Alabama community college president’s staff prayers ‘pushing religion,’ group says

Alabama community college president’s staff prayers ‘pushing religion,’ group says

A Wisconsin-based non-profit is calling on the president of an Alabama community college to “immediately cease holding prayer at staff events or meals” and including religious messages in official communications to staff members.

The Freedom From Religion Foundation (FFRF), in a Sept. 8 letter to Snead State Community College President Joe Whitmore, said it was contacting him after complaints from a staff member. According to the FFRF, the employee said staffers have been required to participate in Christian prayer before meals and staff events, and that Whitmore presents a “guiding Bible verse” each year in official communications.

The prayer and verse made the employee feel “uncomfortable and offended.” The letter calls on the school to immediately end holding prayer for staff members, or “pushing religion.”

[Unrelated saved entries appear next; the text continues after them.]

//! HTTP fetcher implementation
//!
//! This module handles all HTTP requests for the scraper, including:
//! - Building HTTP clients with the configured user agent
//! - Throttling every request through one [`Throttle`]
//! - GET requests for page content
//! - Error classification (network, HTTP status, non-HTML content)
//!
//! There are no retries: a failed request is reported once and the URL is
//! skipped.

use crate::config::Config;
use crate::crawler::throttle::Throttle;
use crate::ScrapeError;
use reqwest::header::{HeaderMap, HeaderValue, ACCEPT_LANGUAGE, CONTENT_TYPE};
use reqwest::{Client, Response};
use std::time::Duration;
use url::Url;

/// Result of a page fetch
#[derive(Debug)]
pub enum FetchResult {
    /// Successfully fetched an HTML page
    Success {
        /// Final URL after redirects
        final_url: Url,
        /// HTTP status code
        status_code: u16,
        /// Content-Type header value
        content_type: String,
        /// Page body content
        body: String,
    },

    /// Page is not HTML (Content-Type mismatch)
    ContentMismatch {
        /// The actual Content-Type received
        content_type: String,
    },

    /// Non-2xx response
    HttpError {
        /// The HTTP status code
        status_code: u16,
    },

    /// Network error (connection refused, timeout, unreadable body, etc.)
    NetworkError {
        /// Error description
        error: String,
    },
}

/// Builds an HTTP client with proper configuration
///
/// # Example
///
/// ```no_run
/// use corpus_scraper::config::Config;
/// use corpus_scraper::crawler::build_http_client;
///
/// let client = build_http_client(&Config::default()).unwrap();
/// ```
pub fn build_http_client(config: &Config) -> Result<Client, ScrapeError> {
    let mut headers = HeaderMap::new();
    if !config.user_agent.accept_language.is_empty() {
        let language = HeaderValue::from_str(&config.user_agent.accept_language)
            .map_err(|e| crate::ConfigError::Validation(format!("accept_language: {}", e)))?;
        headers.insert(ACCEPT_LANGUAGE, language);
    }

    let client = Client::builder()
        .user_agent(config.user_agent.user_agent.clone())
        .default_headers(headers)
        .timeout(config.scraper.timeout())
        .connect_timeout(Duration::from_secs(10).min(config.scraper.timeout()))
        .gzip(true)
        .brotli(true)
        .build()?;

    Ok(client)
}

/// Returns true for Content-Type values that carry HTML
pub fn is_html_content_type(content_type: &str) -> bool {
    let mime = content_type
        .split(';')
        .next()
        .unwrap_or("")
        .trim()
        .to_ascii_lowercase();
    mime == "text/html" || mime == "application/xhtml+xml"
}

/// Throttled HTTP client shared by every component that talks to the network
pub struct Fetcher {
    client: Client,
    throttle: Throttle,
}

impl Fetcher {
    /// Creates a fetcher from the scraper configuration
    pub fn new(config: &Config) -> Result<Self, ScrapeError> {
        let client = build_http_client(config)?;
        let throttle = Throttle::new(config.scraper.delay(), config.scraper.jitter());
        Ok(Self::with_client(client, throttle))
    }

    pub fn with_client(client: Client, throttle: Throttle) -> Self {
        Self { client, throttle }
    }

    pub fn throttle(&self) -> &Throttle {
        &self.throttle
    }

    /// Sends a throttled GET request
    ///
    /// # Arguments
    ///
    /// * `url` - The URL to request
    /// * `crawl_delay` - Site-specific minimum delay from robots.txt, if any
    pub async fn get(
        &mut self,
        url: &Url,
        crawl_delay: Option<Duration>,
    ) -> Result<Response, reqwest::Error> {
        self.throttle.wait(crawl_delay).await;
        tracing::debug!("GET {}", url);
        self.client.get(url.clone()).send().await
    }

    /// Fetches an HTML page
    ///
    /// # Request Flow
    ///
    /// | Condition | Result |
    /// |-----------|--------|
    /// | Connection refused, DNS, TLS, timeout | NetworkError |
    /// | Non-2xx status | HttpError |
    /// | 2xx, Content-Type not HTML | ContentMismatch |
    /// | 2xx HTML, body unreadable | NetworkError |
    /// | 2xx HTML | Success |
    ///
    /// Redirects are followed by the client.
    pub async fn fetch_page(&mut self, url: &Url, crawl_delay: Option<Duration>) -> FetchResult {
        let response = match self.get(url, crawl_delay).await {
            Ok(response) => response,
            Err(e) => return classify_error(&e),
        };

        let status = response.status();
        if !status.is_success() {
            return FetchResult::HttpError {
                status_code: status.as_u16(),
            };
        }

        let final_url = response.url().clone();
        let content_type = response
            .headers()
            .get(CONTENT_TYPE)
            .and_then(|v| v.to_str().ok())
            .unwrap_or("")
            .to_string();

        if !is_html_content_type(&content_type) {
            return FetchResult::ContentMismatch { content_type };
        }

        match response.text().await {
            Ok(body) => FetchResult::Success {
                final_url,
                status_code: status.as_u16(),
                content_type,
                body,
            },
            Err(e) => classify_error(&e),
        }
    }
}

fn classify_error(e: &reqwest::Error) -> FetchResult {
    let error = if e.is_timeout() {
        "Request timeout".to_string()
    } else if e.is_connect() {
        format!("Connection failed: {}", e)
    } else {
        e.to_string()
    };
    FetchResult::NetworkError { error }
}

“A concerned Snead State Community College employee has reported that you have been imposing your personal religious beliefs onto Snead State employees and treating Snead State as a Christian college rather than the secular public college it is,” the letter from Staff Attorney Christopher Line reads. “They feel that they are being forced to bow their head and participate because not doing so would require them to expose their personal beliefs and potentially be subject to retribution.”

Attempts to reach the school for comment were not immediately successful. Whitmore has been the school president since 2020.

Snead State, located in Boaz in northeast Alabama, has an enrollment of about 1,500 undergraduates. The school’s sports teams are known as the Parsons, which the school defines on its website as “a holy person who teaches independently of a larger organization, like Paul from The Bible.” Snead State was originally a seminary.

According to the FFRF, prayer violates the establishment clause of the First Amendment, which calls for government neutrality between religions, and toward the religiously unaffiliated.

The Foundation has been involved in several cases in Alabama, such as a lawsuit it later dropped against the state over a “so help me God” oath without any secular option on its voter registration form.